The reasons for the development of the primary form of the disease may be as follows:

  • Pathology of urethral sphincters.
  • Defects of the wall of the bladder.
  • Disturbances in the structure of the ureters.
  • Yawning of the ureter in the bladder. Dystopia of the ureteric orifice.
  • Duplication of the ureter.
  • Bladder wall protrusion near the ureter.

All of these causes are more likely to provoke urine reflux in children. Nevertheless, secondary reflux in children up to a year is also possible - for example, when carrying a severe form of acute respiratory viral infection or influenza. Secondary reflux in children and adults arises from diseases that disrupt the outflow of urine from the bladder and change the tone of its muscular wall. Also, the causes may be associated with changes in the intramural ureter. To provoke a disease capable of:

  • Hypertrophy of the seminal tubercle;
  • Weakness of the urethral valve;
  • Fibrosis, sclerosis of the neck of the bladder;
  • Phimosis( in children);
  • Stenosis of the bladder;
  • Cancer, prostate adenoma in men;
  • Chronic cystitis;Structures of ureters, urethra;
  • Tuberculosis of the bladder;
  • Hyperactive Bladder.

Symptoms of

It is especially difficult to suspect the development of the disease in infants. They can not point to an emerging malaise, so it is possible to prescribe the kidney reflux only by performed instrumental studies or by changes in urine tests.

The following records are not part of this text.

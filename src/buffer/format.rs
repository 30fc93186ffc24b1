//! Pixel-format descriptions and frame-geometry helpers.
//!
//! Mirrors what the capture driver reports per format: bit depth and
//! whether the layout is planar. Planar YUV strides are expressed in luma
//! bytes (one byte per pixel); packed formats derive bytes-per-line from
//! the depth, rounded up to an 8-byte boundary.

use serde::{Deserialize, Serialize};

#[derive(Debug, Clone, Copy, PartialEq, Eq, Hash, Serialize, Deserialize)]
pub enum PixelFormat {
    Nv12,
    Nv21,
    Yuyv,
    Rgb32,
    Jpeg,
}

/// Static per-format properties used in buffer geometry math.
#[derive(Debug, Clone, Copy)]
pub struct FormatInfo {
    /// Bits per pixel across all planes.
    pub depth_bits: usize,
    /// Planar layouts compute strides on the luma plane only.
    pub planar: bool,
}

impl PixelFormat {
    pub fn info(self) -> FormatInfo {
        match self {
            PixelFormat::Nv12 | PixelFormat::Nv21 => FormatInfo {
                depth_bits: 12,
                planar: true,
            },
            PixelFormat::Yuyv => FormatInfo {
                depth_bits: 16,
                planar: false,
            },
            PixelFormat::Rgb32 => FormatInfo {
                depth_bits: 32,
                planar: false,
            },
            PixelFormat::Jpeg => FormatInfo {
                depth_bits: 8,
                planar: false,
            },
        }
    }
}

/// Round `value` up to a multiple of `align` (a power of two).
pub fn align_up(value: usize, align: usize) -> usize {
    debug_assert!(align.is_power_of_two());
    (value + align - 1) & !(align - 1)
}

/// Bytes-per-line for `pixels` pixels of `format`.
pub fn pixels_to_bytes(format: PixelFormat, pixels: usize) -> usize {
    let info = format.info();
    if info.planar {
        // Planar YUV: stride counts luma bytes, chroma planes follow the
        // same stride per the format definition.
        pixels
    } else {
        align_up(info.depth_bits * pixels, 8) / 8
    }
}

/// Pixels representable in `bytes` bytes of one line of `format`.
pub fn bytes_to_pixels(format: PixelFormat, bytes: usize) -> usize {
    let info = format.info();
    if info.planar {
        bytes
    } else {
        (bytes * 8) / info.depth_bits
    }
}

/// Total frame size in bytes for the given geometry.
pub fn frame_size(format: PixelFormat, width: usize, height: usize) -> usize {
    height * align_up(format.info().depth_bits * width, 8) / 8
}

/// Stride-aware row copy between two buffers of the same logical geometry.
///
/// `row_bytes` is the payload width of each row; source and destination
/// strides may differ (display buffers are often padded wider than capture
/// buffers). Rows beyond either buffer's capacity are dropped with the
/// caller expected to have validated geometry first.
pub fn copy_rows(
    src: &[u8],
    src_stride: usize,
    dst: &mut [u8],
    dst_stride: usize,
    row_bytes: usize,
    rows: usize,
) {
    debug_assert!(row_bytes <= src_stride && row_bytes <= dst_stride);
    for row in 0..rows {
        let s = row * src_stride;
        let d = row * dst_stride;
        if s + row_bytes > src.len() || d + row_bytes > dst.len() {
            break;
        }
        dst[d..d + row_bytes].copy_from_slice(&src[s..s + row_bytes]);
    }
}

In older children and adults, there are signs of the disease:

  • Changing the shade of urine to a darker one.
  • Blood in the urine, the appearance of foam.
  • Increased temperature( with the development of inflammation).
  • Sometimes - the smell of acetone in the urine.
  • Thirst.
  • Pain after urination and during it.
  • Painful syndrome of diffuse type( throughout the abdomen).
  • Pressure, constriction in the lumbar region.
  • Edema on the feet, face, body.

For adults and adolescents, a chronic increase in pressure is characteristic, although a symptom may also occur in children. With the prolonged existence of reflux without treatment, there are signs of intoxication.

Diagnosis

To diagnose a child or an adult you need to visit a nephrologist. The doctor will conduct a physical examination - measurement of pressure, temperature, palpation of the kidneys. From laboratory tests, an overall urinalysis( showing protein, red blood cells, leukocytes in increased amounts), a general blood test( reflecting increased ESR, increased leukocyte count) is mandatory. At the advanced stage of the disease, kidney tests will be pathologically altered in the kidney biochemistry, which can mean a serious decrease in the function of the organs.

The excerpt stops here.